*Your assignment:*
In the entries below, count the lines that contain the word "Surface" and give only that number.

Stored data
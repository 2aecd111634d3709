//! Property-based invariant tests for the coach-mark layout pass.
//!
//! 1. The label frame lies inside the widget bounds after every layout pass.
//! 2. The label never overlaps the inner disc frame when a spotlight is shown.
//! 3. Layout is idempotent: a second pass changes nothing.
//! 4. The inner and outer frames share a center.
//! 5. Degenerate focus rects never panic.

use lumen_core::geometry::{Insets, Rect};
use lumen_render::{Canvas, PackedRgba, Surface};
use lumen_widgets::{Coachmark, CoachmarkConfig};
use proptest::prelude::*;

// ── Helpers ─────────────────────────────────────────────────────────────

const TOLERANCE: f64 = 1e-6;

struct Blank(Rect);

impl Surface for Blank {
    fn bounds(&self) -> Rect {
        self.0
    }

    fn render(&self, canvas: &mut Canvas) {
        canvas.clear(PackedRgba::BLACK);
    }
}

fn widget_size() -> impl Strategy<Value = (f64, f64)> {
    (40.0f64..600.0, 40.0f64..900.0)
}

/// Focus rects that may straddle, or miss, any edge of the widget.
fn focus_in(w: f64, h: f64) -> impl Strategy<Value = Rect> {
    (-150.0..w, -150.0..h, 0.0f64..150.0, 0.0f64..150.0)
        .prop_map(|(x, y, fw, fh)| Rect::new(x, y, fw, fh))
}

fn insets() -> impl Strategy<Value = Insets> {
    (0.0f64..40.0, 0.0f64..40.0, 0.0f64..40.0, 0.0f64..40.0)
        .prop_map(|(t, l, b, r)| Insets::new(t, l, b, r))
}

fn text() -> impl Strategy<Value = String> {
    prop_oneof![
        Just(String::new()),
        Just("Tap".to_string()),
        "[a-z ]{1,120}",
    ]
}

fn scenario() -> impl Strategy<Value = (f64, f64, Rect, Insets, String, bool)> {
    widget_size().prop_flat_map(|(w, h)| {
        (
            Just(w),
            Just(h),
            focus_in(w, h),
            insets(),
            text(),
            any::<bool>(),
        )
    })
}

fn present(w: f64, h: f64, focus: Rect, insets: Insets, text: &str, spot: bool) -> Coachmark {
    let bounds = Rect::from_size(w, h);
    let config = CoachmarkConfig::default().text_insets(insets);
    let mut c = Coachmark::new(config).with_bounds(bounds).with_text(text);
    c.present(&Blank(bounds), focus, spot);
    c
}

// ═════════════════════════════════════════════════════════════════════════
// 1, 5. Label stays inside the widget
// ═════════════════════════════════════════════════════════════════════════

proptest! {
    #[test]
    fn label_inside_bounds((w, h, focus, insets, text, spot) in scenario()) {
        let c = present(w, h, focus, insets, &text, spot);
        let frame = c.label().frame();
        prop_assert!(frame.width >= 0.0 && frame.height >= 0.0);
        prop_assert!(
            c.bounds().contains_rect(&frame, TOLERANCE),
            "label {:?} escapes bounds {:?}", frame, c.bounds()
        );
    }

    #[test]
    fn degenerate_focus_is_harmless(
        (w, h) in widget_size(),
        x in -1000.0f64..1000.0,
        y in -1000.0f64..1000.0,
    ) {
        let c = present(w, h, Rect::new(x, y, 0.0, 0.0), Insets::default(), "Hi", true);
        prop_assert!(c.inner().diameter() <= 0.0);
        prop_assert!(c.bounds().contains_rect(&c.label().frame(), TOLERANCE));
    }
}

// ═════════════════════════════════════════════════════════════════════════
// 2. Label avoids the spotlight
// ═════════════════════════════════════════════════════════════════════════

proptest! {
    #[test]
    fn label_clear_of_inner_disc((w, h, focus, insets, text, _) in scenario()) {
        let c = present(w, h, focus, insets, &text, true);
        prop_assume!(!c.inner().is_hidden());
        let label = c.label().frame();
        prop_assume!(!label.is_empty());
        let overlap = label.intersection(&c.inner().frame());
        prop_assert!(overlap.height <= TOLERANCE || overlap.is_empty());
    }
}

// ═════════════════════════════════════════════════════════════════════════
// 3-4. Idempotence and concentric discs
// ═════════════════════════════════════════════════════════════════════════

proptest! {
    #[test]
    fn layout_is_idempotent((w, h, focus, insets, text, spot) in scenario()) {
        let mut c = present(w, h, focus, insets, &text, spot);
        let before = (c.outer().frame(), c.inner().frame(), c.label().frame(), c.outer().path().clone());
        c.recompute_layout();
        let after = (c.outer().frame(), c.inner().frame(), c.label().frame(), c.outer().path().clone());
        prop_assert_eq!(before, after);
    }

    #[test]
    fn discs_are_concentric((w, h, focus, _insets, _text, spot) in scenario()) {
        let c = present(w, h, focus, Insets::default(), "", spot);
        let a = c.outer().frame().center();
        let b = c.inner().frame().center();
        prop_assert!((a.x - b.x).abs() <= TOLERANCE && (a.y - b.y).abs() <= TOLERANCE);
    }
}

*Result:*
2